(Input Opens)

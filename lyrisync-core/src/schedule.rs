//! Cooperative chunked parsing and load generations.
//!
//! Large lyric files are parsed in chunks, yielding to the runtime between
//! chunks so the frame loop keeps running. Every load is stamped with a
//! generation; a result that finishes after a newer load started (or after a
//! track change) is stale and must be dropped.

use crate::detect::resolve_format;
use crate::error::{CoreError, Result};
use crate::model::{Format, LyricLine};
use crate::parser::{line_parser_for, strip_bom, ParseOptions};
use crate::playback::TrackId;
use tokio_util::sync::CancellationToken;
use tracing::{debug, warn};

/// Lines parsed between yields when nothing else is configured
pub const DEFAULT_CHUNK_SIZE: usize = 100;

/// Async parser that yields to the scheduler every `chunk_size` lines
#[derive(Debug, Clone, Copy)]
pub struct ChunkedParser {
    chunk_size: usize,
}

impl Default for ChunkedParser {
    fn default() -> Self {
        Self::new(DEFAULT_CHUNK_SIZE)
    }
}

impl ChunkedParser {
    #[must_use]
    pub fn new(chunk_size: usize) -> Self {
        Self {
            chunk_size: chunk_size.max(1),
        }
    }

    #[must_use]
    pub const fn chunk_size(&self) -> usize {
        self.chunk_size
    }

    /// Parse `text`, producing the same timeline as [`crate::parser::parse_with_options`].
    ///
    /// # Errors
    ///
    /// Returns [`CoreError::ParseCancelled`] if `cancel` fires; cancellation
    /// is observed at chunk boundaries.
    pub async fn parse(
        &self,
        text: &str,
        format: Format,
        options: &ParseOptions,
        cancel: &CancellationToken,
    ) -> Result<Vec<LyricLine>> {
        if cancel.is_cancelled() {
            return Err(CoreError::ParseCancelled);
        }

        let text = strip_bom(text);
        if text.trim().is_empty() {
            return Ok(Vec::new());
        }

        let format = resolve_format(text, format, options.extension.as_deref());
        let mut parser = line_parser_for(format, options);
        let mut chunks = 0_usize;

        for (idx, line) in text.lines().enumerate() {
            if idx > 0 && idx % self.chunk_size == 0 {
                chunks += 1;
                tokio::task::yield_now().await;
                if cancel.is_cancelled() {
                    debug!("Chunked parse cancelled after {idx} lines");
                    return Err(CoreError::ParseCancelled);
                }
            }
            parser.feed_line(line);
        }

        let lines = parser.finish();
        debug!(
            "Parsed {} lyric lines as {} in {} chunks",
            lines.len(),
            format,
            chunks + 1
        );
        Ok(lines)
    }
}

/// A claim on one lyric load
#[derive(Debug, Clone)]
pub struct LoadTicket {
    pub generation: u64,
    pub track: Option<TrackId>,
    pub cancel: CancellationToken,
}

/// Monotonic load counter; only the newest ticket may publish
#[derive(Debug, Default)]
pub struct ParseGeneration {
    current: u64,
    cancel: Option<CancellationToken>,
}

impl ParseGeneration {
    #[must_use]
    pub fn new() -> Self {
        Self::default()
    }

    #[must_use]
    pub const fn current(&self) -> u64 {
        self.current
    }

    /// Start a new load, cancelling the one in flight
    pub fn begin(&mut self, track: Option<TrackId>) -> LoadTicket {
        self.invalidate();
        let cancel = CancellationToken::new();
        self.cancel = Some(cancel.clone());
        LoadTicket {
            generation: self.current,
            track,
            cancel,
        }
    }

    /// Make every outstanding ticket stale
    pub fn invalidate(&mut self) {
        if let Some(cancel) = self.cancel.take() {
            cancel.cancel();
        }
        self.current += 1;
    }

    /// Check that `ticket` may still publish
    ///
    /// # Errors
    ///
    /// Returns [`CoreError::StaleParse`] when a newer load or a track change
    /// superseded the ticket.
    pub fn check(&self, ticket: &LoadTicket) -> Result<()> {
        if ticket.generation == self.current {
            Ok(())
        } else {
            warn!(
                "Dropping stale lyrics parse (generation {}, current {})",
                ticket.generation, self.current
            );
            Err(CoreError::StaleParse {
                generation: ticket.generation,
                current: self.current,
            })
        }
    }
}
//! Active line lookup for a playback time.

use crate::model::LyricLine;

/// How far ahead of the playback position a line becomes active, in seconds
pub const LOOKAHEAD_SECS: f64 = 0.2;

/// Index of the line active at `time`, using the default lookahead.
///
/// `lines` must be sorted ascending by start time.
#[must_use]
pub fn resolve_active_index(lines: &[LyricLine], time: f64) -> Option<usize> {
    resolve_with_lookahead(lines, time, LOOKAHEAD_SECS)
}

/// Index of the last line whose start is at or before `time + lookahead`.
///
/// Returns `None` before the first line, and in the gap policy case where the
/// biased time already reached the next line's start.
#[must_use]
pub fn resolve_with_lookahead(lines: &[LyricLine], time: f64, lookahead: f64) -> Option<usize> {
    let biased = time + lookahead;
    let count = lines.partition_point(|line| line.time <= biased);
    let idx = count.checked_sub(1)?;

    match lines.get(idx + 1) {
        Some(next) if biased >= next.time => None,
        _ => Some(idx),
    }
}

(Input Closes)

What to do »
Extract every line above exactly as it stands.

Finished exercise »
filename lyrisync-core/src/schedule.rs
//! Cooperative chunked parsing and load generations.
//!
//! Large lyric files are parsed in chunks, yielding to the runtime between
//! chunks so the frame loop keeps running. Every load is stamped with a
//! generation; a result that finishes after a newer load started (or after a
//! track change) is stale and must be dropped.

use crate::detect::resolve_format;
use crate::error::{CoreError, Result};
use crate::model::{Format, LyricLine};
use crate::parser::{line_parser_for, strip_bom, ParseOptions};
use crate::playback::TrackId;
use tokio_util::sync::CancellationToken;
use tracing::{debug, warn};

/// Lines parsed between yields when nothing else is configured
pub const DEFAULT_CHUNK_SIZE: usize = 100;

/// Async parser that yields to the scheduler every `chunk_size` lines
#[derive(Debug, Clone, Copy)]
pub struct ChunkedParser {
    chunk_size: usize,
}

impl Default for ChunkedParser {
    fn default() -> Self {
        Self::new(DEFAULT_CHUNK_SIZE)
    }
}

impl ChunkedParser {
    #[must_use]
    pub fn new(chunk_size: usize) -> Self {
        Self {
            chunk_size: chunk_size.max(1),
        }
    }

    #[must_use]
    pub const fn chunk_size(&self) -> usize {
        self.chunk_size
    }

    /// Parse `text`, producing the same timeline as [`crate::parser::parse_with_options`].
    ///
    /// # Errors
    ///
    /// Returns [`CoreError::ParseCancelled`] if `cancel` fires; cancellation
    /// is observed at chunk boundaries.
    pub async fn parse(
        &self,
        text: &str,
        format: Format,
        options: &ParseOptions,
        cancel: &CancellationToken,
    ) -> Result<Vec<LyricLine>> {
        if cancel.is_cancelled() {
            return Err(CoreError::ParseCancelled);
        }

        let text = strip_bom(text);
        if text.trim().is_empty() {
            return Ok(Vec::new());
        }

        let format = resolve_format(text, format, options.extension.as_deref());
        let mut parser = line_parser_for(format, options);
        let mut chunks = 0_usize;

        for (idx, line) in text.lines().enumerate() {
            if idx > 0 && idx % self.chunk_size == 0 {
                chunks += 1;
                tokio::task::yield_now().await;
                if cancel.is_cancelled() {
                    debug!("Chunked parse cancelled after {idx} lines");
                    return Err(CoreError::ParseCancelled);
                }
            }
            parser.feed_line(line);
        }

        let lines = parser.finish();
        debug!(
            "Parsed {} lyric lines as {} in {} chunks",
            lines.len(),
            format,
            chunks + 1
        );
        Ok(lines)
    }
}

/// A claim on one lyric load
#[derive(Debug, Clone)]
pub struct LoadTicket {
    pub generation: u64,
    pub track: Option<TrackId>,
    pub cancel: CancellationToken,
}

/// Monotonic load counter; only the newest ticket may publish
#[derive(Debug, Default)]
pub struct ParseGeneration {
    current: u64,
    cancel: Option<CancellationToken>,
}

impl ParseGeneration {
    #[must_use]
    pub fn new() -> Self {
        Self::default()
    }

    #[must_use]
    pub const fn current(&self) -> u64 {
        self.current
    }

    /// Start a new load, cancelling the one in flight
    pub fn begin(&mut self, track: Option<TrackId>) -> LoadTicket {
        self.invalidate();
        let cancel = CancellationToken::new();
        self.cancel = Some(cancel.clone());
        LoadTicket {
            generation: self.current,
            track,
            cancel,
        }
    }

    /// Make every outstanding ticket stale
    pub fn invalidate(&mut self) {
        if let Some(cancel) = self.cancel.take() {
            cancel.cancel();
        }
        self.current += 1;
    }

    /// Check that `ticket` may still publish
    ///
    /// # Errors
    ///
    /// Returns [`CoreError::StaleParse`] when a newer load or a track change
    /// superseded the ticket.
    pub fn check(&self, ticket: &LoadTicket) -> Result<()> {
        if ticket.generation == self.current {
            Ok(())
        } else {
            warn!(
                "Dropping stale lyrics parse (generation {}, current {})",
                ticket.generation, self.current
            );
            Err(CoreError::StaleParse {
                generation: ticket.generation,
                current: self.current,
            })
        }
    }
}
//! Active line lookup for a playback time.

use crate::model::LyricLine;

/// How far ahead of the playback position a line becomes active, in seconds
pub const LOOKAHEAD_SECS: f64 = 0.2;

/// Index of the line active at `time`, using the default lookahead.
///
/// `lines` must be sorted ascending by start time.
#[must_use]
pub fn resolve_active_index(lines: &[LyricLine], time: f64) -> Option<usize> {
    resolve_with_lookahead(lines, time, LOOKAHEAD_SECS)
}

/// Index of the last line whose start is at or before `time + lookahead`.
///
/// Returns `None` before the first line, and in the gap policy case where the
/// biased time already reached the next line's start.
#[must_use]
pub fn resolve_with_lookahead(lines: &[LyricLine], time: f64, lookahead: f64) -> Option<usize> {
    let biased = time + lookahead;
    let count = lines.partition_point(|line| line.time <= biased);
    let idx = count.checked_sub(1)?;

    match lines.get(idx + 1) {
        Some(next) if biased >= next.time => None,
        _ => Some(idx),
    }
}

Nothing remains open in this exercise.